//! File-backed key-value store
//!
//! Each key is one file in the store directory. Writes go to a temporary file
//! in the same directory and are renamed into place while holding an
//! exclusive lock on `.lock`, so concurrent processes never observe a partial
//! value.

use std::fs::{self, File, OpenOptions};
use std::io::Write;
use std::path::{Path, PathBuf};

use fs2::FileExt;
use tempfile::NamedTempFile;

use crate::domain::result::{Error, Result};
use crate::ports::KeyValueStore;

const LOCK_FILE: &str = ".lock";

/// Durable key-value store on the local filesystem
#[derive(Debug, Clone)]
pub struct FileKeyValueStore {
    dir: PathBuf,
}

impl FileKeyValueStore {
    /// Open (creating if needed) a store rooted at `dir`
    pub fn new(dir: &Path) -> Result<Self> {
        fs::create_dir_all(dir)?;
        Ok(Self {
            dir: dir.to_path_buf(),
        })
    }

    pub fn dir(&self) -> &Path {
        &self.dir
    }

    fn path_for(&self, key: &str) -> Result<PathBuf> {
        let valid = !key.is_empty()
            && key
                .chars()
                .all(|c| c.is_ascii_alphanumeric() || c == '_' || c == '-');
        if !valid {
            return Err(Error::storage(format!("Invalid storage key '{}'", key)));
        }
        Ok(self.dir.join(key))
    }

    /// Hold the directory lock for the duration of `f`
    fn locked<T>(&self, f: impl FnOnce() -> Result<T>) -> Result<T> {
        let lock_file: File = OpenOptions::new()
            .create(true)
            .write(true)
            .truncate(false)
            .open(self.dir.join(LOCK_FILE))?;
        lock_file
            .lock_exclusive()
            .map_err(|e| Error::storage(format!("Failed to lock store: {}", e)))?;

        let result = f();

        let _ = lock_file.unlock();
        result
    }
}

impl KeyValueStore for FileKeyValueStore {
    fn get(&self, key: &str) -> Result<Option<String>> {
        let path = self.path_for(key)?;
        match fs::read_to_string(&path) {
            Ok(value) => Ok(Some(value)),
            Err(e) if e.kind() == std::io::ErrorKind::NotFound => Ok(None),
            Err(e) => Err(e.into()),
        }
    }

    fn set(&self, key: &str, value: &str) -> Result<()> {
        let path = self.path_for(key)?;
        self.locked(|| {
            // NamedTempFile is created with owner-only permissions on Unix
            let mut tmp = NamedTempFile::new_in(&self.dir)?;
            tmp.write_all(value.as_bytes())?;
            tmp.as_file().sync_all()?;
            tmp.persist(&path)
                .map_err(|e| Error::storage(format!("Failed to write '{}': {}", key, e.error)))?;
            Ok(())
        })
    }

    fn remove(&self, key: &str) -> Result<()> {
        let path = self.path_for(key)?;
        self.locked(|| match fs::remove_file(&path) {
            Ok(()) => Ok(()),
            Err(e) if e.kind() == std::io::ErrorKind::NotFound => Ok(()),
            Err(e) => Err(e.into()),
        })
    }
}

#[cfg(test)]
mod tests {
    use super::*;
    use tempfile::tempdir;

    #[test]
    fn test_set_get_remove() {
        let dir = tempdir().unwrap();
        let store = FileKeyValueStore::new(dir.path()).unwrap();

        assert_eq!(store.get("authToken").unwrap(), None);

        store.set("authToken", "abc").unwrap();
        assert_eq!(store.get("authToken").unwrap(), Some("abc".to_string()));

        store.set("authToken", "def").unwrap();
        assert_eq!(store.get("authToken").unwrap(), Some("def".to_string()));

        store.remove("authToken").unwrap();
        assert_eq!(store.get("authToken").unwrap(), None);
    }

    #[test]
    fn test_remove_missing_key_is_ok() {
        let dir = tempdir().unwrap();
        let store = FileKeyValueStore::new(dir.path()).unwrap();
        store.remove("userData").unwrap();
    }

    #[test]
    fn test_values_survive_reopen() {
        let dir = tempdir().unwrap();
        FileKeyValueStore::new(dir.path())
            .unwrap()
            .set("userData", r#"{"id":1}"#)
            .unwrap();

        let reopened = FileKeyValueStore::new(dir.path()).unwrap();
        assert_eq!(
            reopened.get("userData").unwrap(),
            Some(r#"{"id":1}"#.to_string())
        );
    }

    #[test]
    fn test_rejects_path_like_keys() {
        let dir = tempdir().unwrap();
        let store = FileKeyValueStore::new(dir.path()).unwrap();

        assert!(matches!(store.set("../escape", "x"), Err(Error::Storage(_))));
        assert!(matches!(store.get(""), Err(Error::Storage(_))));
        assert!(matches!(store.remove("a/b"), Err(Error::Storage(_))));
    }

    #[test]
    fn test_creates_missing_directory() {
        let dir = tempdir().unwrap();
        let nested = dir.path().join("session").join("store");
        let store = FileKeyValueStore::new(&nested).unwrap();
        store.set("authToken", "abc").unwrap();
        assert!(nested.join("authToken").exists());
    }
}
● ● ●
WORK INSTRUCTIONS: Give every part of the material again, exactly as written.

FINAL ANSWER:
//! File-backed key-value store
//!
//! Each key is one file in the store directory. Writes go to a temporary file
//! in the same directory and are renamed into place while holding an
//! exclusive lock on `.lock`, so concurrent processes never observe a partial
//! value.

use std::fs::{self, File, OpenOptions};
use std::io::Write;
use std::path::{Path, PathBuf};

use fs2::FileExt;
use tempfile::NamedTempFile;

use crate::domain::result::{Error, Result};
use crate::ports::KeyValueStore;

const LOCK_FILE: &str = ".lock";

/// Durable key-value store on the local filesystem
#[derive(Debug, Clone)]
pub struct FileKeyValueStore {
    dir: PathBuf,
}

impl FileKeyValueStore {
    /// Open (creating if needed) a store rooted at `dir`
    pub fn new(dir: &Path) -> Result<Self> {
        fs::create_dir_all(dir)?;
        Ok(Self {
            dir: dir.to_path_buf(),
        })
    }

    pub fn dir(&self) -> &Path {
        &self.dir
    }

    fn path_for(&self, key: &str) -> Result<PathBuf> {
        let valid = !key.is_empty()
            && key
                .chars()
                .all(|c| c.is_ascii_alphanumeric() || c == '_' || c == '-');
        if !valid {
            return Err(Error::storage(format!("Invalid storage key '{}'", key)));
        }
        Ok(self.dir.join(key))
    }

    /// Hold the directory lock for the duration of `f`
    fn locked<T>(&self, f: impl FnOnce() -> Result<T>) -> Result<T> {
        let lock_file: File = OpenOptions::new()
            .create(true)
            .write(true)
            .truncate(false)
            .open(self.dir.join(LOCK_FILE))?;
        lock_file
            .lock_exclusive()
            .map_err(|e| Error::storage(format!("Failed to lock store: {}", e)))?;

        let result = f();

        let _ = lock_file.unlock();
        result
    }
}

impl KeyValueStore for FileKeyValueStore {
    fn get(&self, key: &str) -> Result<Option<String>> {
        let path = self.path_for(key)?;
        match fs::read_to_string(&path) {
            Ok(value) => Ok(Some(value)),
            Err(e) if e.kind() == std::io::ErrorKind::NotFound => Ok(None),
            Err(e) => Err(e.into()),
        }
    }

    fn set(&self, key: &str, value: &str) -> Result<()> {
        let path = self.path_for(key)?;
        self.locked(|| {
            // NamedTempFile is created with owner-only permissions on Unix
            let mut tmp = NamedTempFile::new_in(&self.dir)?;
            tmp.write_all(value.as_bytes())?;
            tmp.as_file().sync_all()?;
            tmp.persist(&path)
                .map_err(|e| Error::storage(format!("Failed to write '{}': {}", key, e.error)))?;
            Ok(())
        })
    }

    fn remove(&self, key: &str) -> Result<()> {
        let path = self.path_for(key)?;
        self.locked(|| match fs::remove_file(&path) {
            Ok(()) => Ok(()),
            Err(e) if e.kind() == std::io::ErrorKind::NotFound => Ok(()),
            Err(e) => Err(e.into()),
        })
    }
}

#[cfg(test)]
mod tests {
    use super::*;
    use tempfile::tempdir;

    #[test]
    fn test_set_get_remove() {
        let dir = tempdir().unwrap();
        let store = FileKeyValueStore::new(dir.path()).unwrap();

        assert_eq!(store.get("authToken").unwrap(), None);

        store.set("authToken", "abc").unwrap();
        assert_eq!(store.get("authToken").unwrap(), Some("abc".to_string()));

        store.set("authToken", "def").unwrap();
        assert_eq!(store.get("authToken").unwrap(), Some("def".to_string()));

        store.remove("authToken").unwrap();
        assert_eq!(store.get("authToken").unwrap(), None);
    }

    #[test]
    fn test_remove_missing_key_is_ok() {
        let dir = tempdir().unwrap();
        let store = FileKeyValueStore::new(dir.path()).unwrap();
        store.remove("userData").unwrap();
    }

    #[test]
    fn test_values_survive_reopen() {
        let dir = tempdir().unwrap();
        FileKeyValueStore::new(dir.path())
            .unwrap()
            .set("userData", r#"{"id":1}"#)
            .unwrap();

        let reopened = FileKeyValueStore::new(dir.path()).unwrap();
        assert_eq!(
            reopened.get("userData").unwrap(),
            Some(r#"{"id":1}"#.to_string())
        );
    }

    #[test]
    fn test_rejects_path_like_keys() {
        let dir = tempdir().unwrap();
        let store = FileKeyValueStore::new(dir.path()).unwrap();

        assert!(matches!(store.set("../escape", "x"), Err(Error::Storage(_))));
        assert!(matches!(store.get(""), Err(Error::Storage(_))));
        assert!(matches!(store.remove("a/b"), Err(Error::Storage(_))));
    }

    #[test]
    fn test_creates_missing_directory() {
        let dir = tempdir().unwrap();
        let nested = dir.path().join("session").join("store");
        let store = FileKeyValueStore::new(&nested).unwrap();
        store.set("authToken", "abc").unwrap();
        assert!(nested.join("authToken").exists());
    }
}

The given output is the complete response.